DATA FOR THIS EXERCISE Block Start

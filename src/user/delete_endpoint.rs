//! Defines the endpoint for deleting a user.

use std::sync::{Arc, Mutex};

use axum::{
    extract::{FromRef, Path, State},
    http::StatusCode,
    response::Response,
};
use rusqlite::Connection;

use crate::{
    AppState,
    alert::AlertTemplate,
    database_id::DatabaseId,
    shared_render::render,
    user::core::{UserID, delete_user},
};

/// The state needed to delete a user.
#[derive(Debug, Clone)]
pub struct DeleteUserState {
    /// The database connection for managing users.
    pub db_connection: Arc<Mutex<Connection>>,
}

impl FromRef<AppState> for DeleteUserState {
    fn from_ref(state: &AppState) -> Self {
        Self {
            db_connection: state.db_connection.clone(),
        }
    }
}

/// A route handler for deleting a user.
///
/// The response swaps the user's table row with nothing and delivers a
/// success alert out-of-band. The user's transactions are removed by the
/// foreign key cascade.
///
/// # Panics
///
/// Panics if the lock for the database connection is already held by the same thread.
pub async fn delete_user_endpoint(
    State(state): State<DeleteUserState>,
    Path(user_id): Path<DatabaseId>,
) -> Response {
    let connection = state.db_connection.lock().unwrap();

    match delete_user(UserID::new(user_id), &connection) {
        // The status code has to be 200 OK or HTMX will not delete the table row.
        Ok(()) => render(
            StatusCode::OK,
            AlertTemplate::success("User deleted", "").into_html(),
        ),
        Err(error) => error.into_alert_response(),
    }
}
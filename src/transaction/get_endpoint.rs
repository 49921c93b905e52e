//! Defines the JSON endpoint that fetches a single transaction.

use std::sync::{Arc, Mutex};

use axum::{
    Extension, Json,
    extract::{FromRef, Path, State},
    response::{IntoResponse, Response},
};
use rusqlite::Connection;
use serde_json::json;

use crate::{
    AppState, Error, database_id::TransactionId, transaction::core::get_transaction, user::UserID,
};

/// The state needed to fetch a transaction.
#[derive(Debug, Clone)]
pub struct GetTransactionState {
    /// The database connection for fetching the transaction.
    pub db_connection: Arc<Mutex<Connection>>,
}

impl FromRef<AppState> for GetTransactionState {
    fn from_ref(state: &AppState) -> Self {
        Self {
            db_connection: state.db_connection.clone(),
        }
    }
}

/// A route handler returning a single transaction as JSON:
/// `{"transaction": {...}}`.
///
/// Only transactions owned by the signed-in user can be fetched.
pub async fn get_transaction_endpoint(
    State(state): State<GetTransactionState>,
    Extension(user_id): Extension<UserID>,
    Path(transaction_id): Path<TransactionId>,
) -> Response {
    let connection = match state.db_connection.lock() {
        Ok(connection) => connection,
        Err(error) => {
            tracing::error!("could not acquire database lock: {error}");
            return Error::DatabaseLockError.into_api_response();
        }
    };

    match get_transaction(transaction_id, user_id, &connection) {
        Ok(transaction) => Json(json!({ "transaction": transaction })).into_response(),
        Err(error) => error.into_api_response(),
    }
}
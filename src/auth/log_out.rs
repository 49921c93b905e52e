//! Log-out route handler that invalidates the session cookie and redirects users.

use axum::response::{IntoResponse, Redirect, Response};
use axum_extra::extract::PrivateCookieJar;

use crate::{auth::invalidate_auth_cookie, endpoints};

/// Invalidate the session cookie and redirect the client to the log-in page.
pub async fn get_log_out(jar: PrivateCookieJar) -> Response {
    let jar = invalidate_auth_cookie(jar);

    (jar, Redirect::to(endpoints::LOG_IN_VIEW)).into_response()
}

#[cfg(test)]
mod log_out_tests {
    use axum::{
        body::Body,
        http::{Response, StatusCode, header::SET_COOKIE},
    };
    use axum_extra::extract::{
        PrivateCookieJar,
        cookie::{Cookie, Key},
    };
    use sha2::{Digest, Sha512};
    use time::{Duration, OffsetDateTime};

    use crate::{
        auth::{COOKIE_TOKEN, DEFAULT_COOKIE_DURATION, set_auth_cookie},
        endpoints,
        user::UserID,
    };

    use super::get_log_out;

    #[tokio::test]
    async fn log_out_invalidates_session_cookie_and_redirects() {
        let cookie_jar =
            set_auth_cookie(get_jar(), UserID::new(123), DEFAULT_COOKIE_DURATION).unwrap();

        let response = get_log_out(cookie_jar).await;

        assert_redirect(&response, endpoints::LOG_IN_VIEW);
        assert_cookie_expired(&response);
    }

    fn get_jar() -> PrivateCookieJar {
        let key = Key::from(&Sha512::digest("42"));
        PrivateCookieJar::new(key)
    }

    fn assert_redirect(response: &Response<Body>, want_location: &str) {
        let redirect_location = response.headers().get("location").unwrap();

        assert_eq!(response.status(), StatusCode::SEE_OTHER);
        assert_eq!(redirect_location, want_location);
    }

    fn assert_cookie_expired(response: &Response<Body>) {
        for cookie_header in response.headers().get_all(SET_COOKIE) {
            let cookie_string = cookie_header.to_str().unwrap();
            let cookie = Cookie::parse(cookie_string).unwrap();

            if cookie.name() != COOKIE_TOKEN {
                continue;
            }

            assert_eq!(
                cookie.expires_datetime(),
                Some(OffsetDateTime::UNIX_EPOCH),
                "got expires {:?}, want {:?}",
                cookie.expires_datetime(),
                Some(OffsetDateTime::UNIX_EPOCH),
            );

            assert_eq!(
                cookie.max_age(),
                Some(Duration::ZERO),
                "got max age {:?}, want {:?}",
                cookie.max_age(),
                Some(Duration::ZERO),
            );
        }
    }
}
//! The shared state threaded through every request handler.

use std::sync::{Arc, Mutex};

use axum::extract::FromRef;
use axum_extra::extract::cookie::Key;
use rusqlite::Connection;
use sha2::{Digest, Sha512};
use time::Duration;

use crate::{Error, auth::DEFAULT_COOKIE_DURATION, db::initialize};

/// The state shared by the application's request handlers.
///
/// Handlers declare the subset of this state they need as their own state
/// structs and convert with [FromRef], so tests can construct just that
/// subset.
#[derive(Debug, Clone)]
pub struct AppState {
    /// The key for signing and encrypting private cookies.
    pub cookie_key: Key,

    /// How long session cookies stay valid.
    pub cookie_duration: Duration,

    /// The local timezone as a canonical timezone name, e.g. "Pacific/Auckland".
    pub local_timezone: String,

    /// The database connection shared by all handlers.
    pub db_connection: Arc<Mutex<Connection>>,
}

impl AppState {
    /// Create the application state around `db_connection`, creating the
    /// database tables if they do not exist yet.
    ///
    /// `cookie_secret` seeds the private cookie key. `local_timezone` should
    /// be a valid, canonical timezone name, e.g. "Pacific/Auckland".
    ///
    /// # Errors
    /// Returns an error if the database cannot be initialized.
    pub fn new(
        db_connection: Connection,
        cookie_secret: &str,
        local_timezone: &str,
    ) -> Result<Self, Error> {
        initialize(&db_connection)?;

        Ok(Self {
            cookie_key: create_cookie_key(cookie_secret),
            cookie_duration: DEFAULT_COOKIE_DURATION,
            local_timezone: local_timezone.to_owned(),
            db_connection: Arc::new(Mutex::new(db_connection)),
        })
    }
}

// this impl tells `PrivateCookieJar` how to access the key from our state
impl FromRef<AppState> for Key {
    fn from_ref(state: &AppState) -> Self {
        state.cookie_key.clone()
    }
}

/// Derive a cookie signing key from a `secret` string.
///
/// The secret is stretched to the 64 bytes a [Key] requires by hashing it.
pub fn create_cookie_key(secret: &str) -> Key {
    Key::from(&Sha512::digest(secret))
}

DATA FOR THIS EXERCISE Block End

WORK ORDER: Among the lines of the data, which ones contain the word "Body"? Show them.

FINAL ANSWER:
        body::Body,
    fn assert_redirect(response: &Response<Body>, want_location: &str) {
    fn assert_cookie_expired(response: &Response<Body>) {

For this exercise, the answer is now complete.